デジカメで撮った写真をアルバムにタダ貼りつけて
いませんか?
手作り製本で自分だけの「写真集」を 作ってみませ
んか。

 

 はじめに
   製本用具
 製本材料
 製本の手順

▲ 製本する資料(中身)を作る

▲ 製本する資料(中身)を綴じる
・穴明け
・綴じる
・背固め

▲ 表紙を作る
・装丁布(紙)
・芯ボール紙
・装丁布に芯ボール紙を貼る

▲ 中身を表紙に取り付ける
・糊付け
・風入れ
・圧着

   ▲ 仕上げ
   ・ネーム入れ 

はじめに

以前は旅行から帰ると撮影済みのフィルムを写真屋さんに持参して現像してもらい写真の出来、不出来に一喜一憂していました。そして、写真の現像・焼き増し代もかなりの負担になりました。

2年前にデジカメを購入してから、旅先での写真はデジカメ一辺倒になりました。少し容量の大きな記憶メディア(写真のフィルムの役目)を使って写真を撮り、その場で撮った写真(画像)を再現し、気に入らない写真は削除し、新たな写真を撮るスペースをつくる。思う存分写真が撮れる。なんとも便利なカメラが出来たものです。

旅から戻って、撮影した写真をパソコンに取り入れ、必要であれば修正、編集して市販のアルバムに貼り付けていました。最近ではパソコンを利用して写真に文章を入れた「写真集」形式に編集し、手作りで製本して写真集を作っています。世界中どこにも無い、唯一自分だけのオリジナル写真集になっています。

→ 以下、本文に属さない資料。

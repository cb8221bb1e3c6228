//! Notification channels for digest delivery.
//!
//! This module provides the [`NotificationChannel`] trait, a
//! [`WebhookChannel`] that posts to a chat incoming webhook and a
//! [`LogChannel`] that prints instead of posting.

use std::fmt;
use std::future::Future;
use std::time::Duration;

use serde::{Deserialize, Serialize};
use tracing::{debug, info, warn};

use crate::error::{NotifyError, Result};

/// A set of messages to deliver as one post.
#[derive(Debug, Clone, PartialEq, Eq, Serialize, Deserialize)]
pub struct Notification {
    /// Messages in display order.
    pub messages: Vec<String>,
}

impl Notification {
    /// Creates a notification from ordered messages.
    #[must_use]
    pub fn new(messages: Vec<String>) -> Self {
        Self { messages }
    }

    /// Messages separated by blank lines.
    #[must_use]
    pub fn text(&self) -> String {
        self.messages.join("\n\n")
    }

    /// True if there is nothing to deliver.
    #[must_use]
    pub fn is_empty(&self) -> bool {
        self.messages.is_empty()
    }
}

/// Result of sending a notification.
#[derive(Debug, Clone)]
pub struct NotificationResult {
    /// Whether the notification was delivered.
    pub success: bool,
    /// The channel that processed this notification.
    pub channel: String,
    /// Optional message or error description.
    pub message: Option<String>,
    /// Response status code (if applicable).
    pub status_code: Option<u16>,
}

impl NotificationResult {
    /// Creates a successful result.
    #[must_use]
    pub fn success(channel: impl Into<String>) -> Self {
        Self {
            success: true,
            channel: channel.into(),
            message: None,
            status_code: None,
        }
    }

    /// Sets the status code.
    #[must_use]
    pub const fn with_status_code(mut self, code: u16) -> Self {
        self.status_code = Some(code);
        self
    }

    /// Sets the message.
    #[must_use]
    pub fn with_message(mut self, msg: impl Into<String>) -> Self {
        self.message = Some(msg.into());
        self
    }
}

/// Trait for notification channels.
pub trait NotificationChannel: Send + Sync + fmt::Debug {
    /// Returns the name of this channel.
    fn name(&self) -> &str;

    /// Delivers a notification.
    ///
    /// # Errors
    ///
    /// Returns `NotifyError::Http` or `NotifyError::Rejected` if delivery
    /// fails.
    fn send(
        &self,
        notification: &Notification,
    ) -> impl Future<Output = Result<NotificationResult>> + Send;
}

/// Configuration for a webhook channel.
#[derive(Debug, Clone, Serialize, Deserialize)]
pub struct WebhookConfig {
    /// The name of this webhook.
    pub name: String,
    /// The incoming webhook URL.
    pub url: String,
    /// Chat channel override sent in the payload.
    pub channel: Option<String>,
    /// Timeout in seconds for HTTP requests.
    pub timeout_secs: u64,
    /// User agent sent with requests.
    pub user_agent: Option<String>,
}

impl WebhookConfig {
    /// Creates a new webhook configuration.
    ///
    /// # Errors
    ///
    /// Returns `NotifyError::InvalidConfig` if the URL is empty.
    pub fn new(name: impl Into<String>, url: impl Into<String>) -> Result<Self> {
        let url = url.into();
        if url.trim().is_empty() {
            return Err(NotifyError::InvalidConfig {
                reason: "webhook URL cannot be empty".to_string(),
            });
        }

        Ok(Self {
            name: name.into(),
            url,
            channel: None,
            timeout_secs: 30,
            user_agent: None,
        })
    }

    /// Sets the chat channel override.
    #[must_use]
    pub fn with_channel(mut self, channel: impl Into<String>) -> Self {
        self.channel = Some(channel.into());
        self
    }

    /// Sets the timeout.
    #[must_use]
    pub const fn with_timeout_secs(mut self, secs: u64) -> Self {
        self.timeout_secs = secs;
        self
    }

    /// Sets the user agent.
    #[must_use]
    pub fn with_user_agent(mut self, user_agent: impl Into<String>) -> Self {
        self.user_agent = Some(user_agent.into());
        self
    }
}

/// Body posted to the incoming webhook.
#[derive(Debug, Clone, PartialEq, Eq, Serialize, Deserialize)]
pub struct WebhookPayload {
    /// Message text.
    pub text: String,
    /// Chat channel override.
    #[serde(skip_serializing_if = "Option::is_none", default)]
    pub channel: Option<String>,
}

impl WebhookPayload {
    /// Builds the payload for a notification.
    #[must_use]
    pub fn from_notification(notification: &Notification, channel: Option<&str>) -> Self {
        Self {
            text: notification.text(),
            channel: channel.map(str::to_string),
        }
    }
}

/// Posts notifications as JSON to an incoming webhook.
#[derive(Debug, Clone)]
pub struct WebhookChannel {
    config: WebhookConfig,
    client: reqwest::Client,
}

impl WebhookChannel {
    /// Creates a webhook channel with its own HTTP client.
    ///
    /// # Errors
    ///
    /// Returns `NotifyError::Http` if the client cannot be built.
    pub fn new(config: WebhookConfig) -> Result<Self> {
        let mut builder =
            reqwest::Client::builder().timeout(Duration::from_secs(config.timeout_secs));
        if let Some(user_agent) = &config.user_agent {
            builder = builder.user_agent(user_agent.clone());
        }
        Ok(Self {
            client: builder.build()?,
            config,
        })
    }

    /// Returns the webhook URL.
    #[must_use]
    pub fn url(&self) -> &str {
        &self.config.url
    }

    /// Formats the notification as JSON.
    ///
    /// # Errors
    ///
    /// Returns `NotifyError::SerializationError` if serialization fails.
    pub fn format_payload(&self, notification: &Notification) -> Result<String> {
        let payload = WebhookPayload::from_notification(notification, self.config.channel.as_deref());
        serde_json::to_string(&payload).map_err(NotifyError::from)
    }
}

impl NotificationChannel for WebhookChannel {
    fn name(&self) -> &str {
        &self.config.name
    }

    async fn send(&self, notification: &Notification) -> Result<NotificationResult> {
        let payload = self.format_payload(notification)?;
        debug!(channel = %self.name(), bytes = payload.len(), "posting webhook notification");
        let response = self
            .client
            .post(&self.config.url)
            .header(reqwest::header::CONTENT_TYPE, "application/json")
            .body(payload)
            .send()
            .await?;
        let status = response.status();
        if !status.is_success() {
            let body = response.text().await.unwrap_or_default();
            warn!(
                channel = %self.name(),
                status = status.as_u16(),
                body = %body,
                "webhook rejected notification"
            );
            return Err(NotifyError::Rejected {
                status: status.as_u16(),
                body,
            });
        }

        info!(
            channel = %self.name(),
            messages = notification.messages.len(),
            status = status.as_u16(),
            "sent webhook notification"
        );
        Ok(NotificationResult::success(self.name()).with_status_code(status.as_u16()))
    }
}

/// Prints notifications to stdout instead of posting them.
#[derive(Debug, Clone)]
pub struct LogChannel {
    name: String,
}

impl LogChannel {
    /// Creates a new log channel.
    #[must_use]
    pub fn new(name: impl Into<String>) -> Self {
        Self { name: name.into() }
    }
}

impl Default for LogChannel {
    fn default() -> Self {
        Self::new("log")
    }
}

impl NotificationChannel for LogChannel {
    fn name(&self) -> &str {
        &self.name
    }

    async fn send(&self, notification: &Notification) -> Result<NotificationResult> {
        debug!(
            channel = %self.name(),
            messages = notification.messages.len(),
            "printing notification"
        );
        println!("{}", notification.text());
        Ok(NotificationResult::success(self.name()).with_message("printed to stdout"))
    }
}

#[cfg(test)]
mod tests {
    use super::*;
    use tokio::io::{AsyncReadExt, AsyncWriteExt};
    use tokio::net::TcpListener;
    use tokio::task::JoinHandle;

    fn notification() -> Notification {
        Notification::new(vec![
            "Upcoming Test Corp Structure Maintenance Tasks".to_string(),
            "Jita - Keepstar\nNo core installed".to_string(),
        ])
    }

    /// Serves one request with the given status line and returns the raw
    /// request it received.
    async fn serve_once(status_line: &'static str) -> (String, JoinHandle<String>) {
        let listener = TcpListener::bind("127.0.0.1:0").await.unwrap();
        let url = format!("http://{}/hook", listener.local_addr().unwrap());
        let handle = tokio::spawn(async move {
            let (mut socket, _) = listener.accept().await.unwrap();
            let mut request = Vec::new();
            let mut buf = [0u8; 4096];
            loop {
                let n = socket.read(&mut buf).await.unwrap();
                request.extend_from_slice(&buf[..n]);
                let text = String::from_utf8_lossy(&request).to_string();
                if let Some(split) = text.find("\r\n\r\n") {
                    let length = text[..split]
                        .lines()
                        .find_map(|l| {
                            l.to_ascii_lowercase()
                                .strip_prefix("content-length:")
                                .map(|v| v.trim().parse::<usize>().unwrap())
                        })
                        .unwrap_or(0);
                    if request.len() >= split + 4 + length {
                        break;
                    }
                }
                if n == 0 {
                    break;
                }
            }
            let response = format!("{status_line}\r\ncontent-length: 2\r\nconnection: close\r\n\r\nok");
            socket.write_all(response.as_bytes()).await.unwrap();
            String::from_utf8_lossy(&request).to_string()
        });
        (url, handle)
    }

    mod notification_tests {
        use super::*;

        #[test]
        fn text_joins_with_blank_lines() {
            assert_eq!(
                notification().text(),
                "Upcoming Test Corp Structure Maintenance Tasks\n\nJita - Keepstar\nNo core installed"
            );
        }

        #[test]
        fn empty_notification() {
            assert!(Notification::new(Vec::new()).is_empty());
            assert!(!notification().is_empty());
        }
    }

    mod payload_tests {
        use super::*;

        #[test]
        fn channel_omitted_when_unset() {
            let payload = WebhookPayload::from_notification(&notification(), None);
            let json = serde_json::to_value(&payload).unwrap();
            assert!(json.get("channel").is_none());
            assert_eq!(json["text"], notification().text());
        }

        #[test]
        fn configured_channel_is_sent() {
            let payload = WebhookPayload::from_notification(&notification(), Some("#structures"));
            assert_eq!(payload.channel.as_deref(), Some("#structures"));
        }
    }

    mod webhook_config_tests {
        use super::*;

        #[test]
        fn create_webhook_config() {
            let config = WebhookConfig::new("slack", "https://hooks.slack.com/services/T0/B0/x").unwrap();
            assert_eq!(config.name, "slack");
            assert_eq!(config.timeout_secs, 30);
            assert!(config.user_agent.is_none());
        }

        #[test]
        fn webhook_config_empty_url_fails() {
            match WebhookConfig::new("slack", "  ") {
                Err(NotifyError::InvalidConfig { reason }) => assert!(reason.contains("empty")),
                other => panic!("expected InvalidConfig, got {other:?}"),
            }
        }

        #[test]
        fn webhook_config_builders() {
            let config = WebhookConfig::new("slack", "http://example.com")
                .unwrap()
                .with_channel("#ops")
                .with_timeout_secs(5)
                .with_user_agent("structurebot");
            assert_eq!(config.channel.as_deref(), Some("#ops"));
            assert_eq!(config.timeout_secs, 5);
            assert_eq!(config.user_agent.as_deref(), Some("structurebot"));
        }
    }

    mod webhook_channel_tests {
        use super::*;

        #[tokio::test]
        async fn posts_json_payload() {
            let (url, server) = serve_once("HTTP/1.1 200 OK").await;
            let channel = WebhookChannel::new(
                WebhookConfig::new("slack", url).unwrap().with_channel("#structures"),
            )
            .unwrap();

            let result = channel.send(&notification()).await.unwrap();
            assert!(result.success);
            assert_eq!(result.status_code, Some(200));

            let request = server.await.unwrap();
            assert!(request.starts_with("POST /hook"));
            let body = &request[request.find("\r\n\r\n").unwrap() + 4..];
            let payload: WebhookPayload = serde_json::from_str(body).unwrap();
            assert_eq!(payload.text, notification().text());
            assert_eq!(payload.channel.as_deref(), Some("#structures"));
        }

        #[tokio::test]
        async fn non_success_status_is_an_error() {
            let (url, server) = serve_once("HTTP/1.1 404 Not Found").await;
            let channel = WebhookChannel::new(WebhookConfig::new("slack", url).unwrap()).unwrap();

            let err = channel.send(&notification()).await.unwrap_err();
            assert!(matches!(err, NotifyError::Rejected { status: 404, .. }));
            server.await.unwrap();
        }

        #[test]
        fn format_payload() {
            let channel = WebhookChannel::new(WebhookConfig::new("slack", "http://example.com").unwrap()).unwrap();
            assert_eq!(channel.url(), "http://example.com");
            let json = channel.format_payload(&Notification::new(vec!["a".to_string()])).unwrap();
            assert_eq!(json, r#"{"text":"a"}"#);
        }
    }

    mod log_channel_tests {
        use super::*;

        #[tokio::test]
        async fn log_channel_prints() {
            let channel = LogChannel::default();
            assert_eq!(channel.name(), "log");
            let result = channel.send(&notification()).await.unwrap();
            assert!(result.success);
            assert_eq!(result.message.as_deref(), Some("printed to stdout"));
        }
    }
}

大手の書店に行っても製本に関する本はあまり見かけません。製本用の道具を扱っている店もほとんどありません。そこで、「手作り製本術」の普及に努力されておられる岩崎 博先生から教えを頂いた中に、自分史、写真集、資料本、文集などで利用範囲が広い製本の方法があります。小生の旅行記を製本しながらこの方法をご紹介します。是非、お試しあれ。

 

製本用具

製本を専門的に始めるとなるといろいろな道具が必要で、一式そろえるとかなりの費用になります。趣味の範囲で、少量を製本するのであれば代用品で充分。小生もこれら代用品で製本し、なんら不自由を感じていません。


でも、どうしても必要な道具がある

                              

作業台

厚さ1p、巾40p、長さ100p程度の板

木の定木

厚さ4p、巾4p、長さ40p程度

定規

一般市販の文房具

カッターナイフ

大きめで出来るだけフラットなもの

木槌

木工工作用のもの

ブラシ、刷毛

大・中・小の3本

プレス用厚板

完成製本をプレスし、安定させる。厚さ1.5p、巾30p、長さ30p程度

プレス用金具

市販のアルミCクランプ3インチ、4個

ボンド・大和糊

木工用ボンド、液状アラビアヤマト糊

糊保存容器

調合した糊の保存用に2個、蓋付広口容器(食品等で使用済みのもの)

タオル

家庭のある使用したもの

製本用目打*

大・中・小の3種があるが、小のみで事足りる

    *:製本用目打は製本専門店または渋谷東急ハンズ製本コーナーで求める。
     その他の道具は日曜大工コーナーなどで入手

製本材料(一冊分)

身(資料) 資料、論文、自分史、写真集など製本する中身
布クロス1枚 布に紙を裏打ちしたもの
見返し2枚 表・裏用に2枚
表紙ボール 表・裏用に2枚
背芯ボール 1枚
寒冷紗 資料を綴じた後の背固め用
花布 天地2枚
クラフト紙 資料を綴じた後の背固め用
資料を綴じる
平たい紐、本の対角線の長さ

                                            

                       右から布クロス,見返し,厚紙ボード,花布、背固め用クロス紙,寒冷紗,栞,背ボード

製本の手順:A4サイズの中味(資料)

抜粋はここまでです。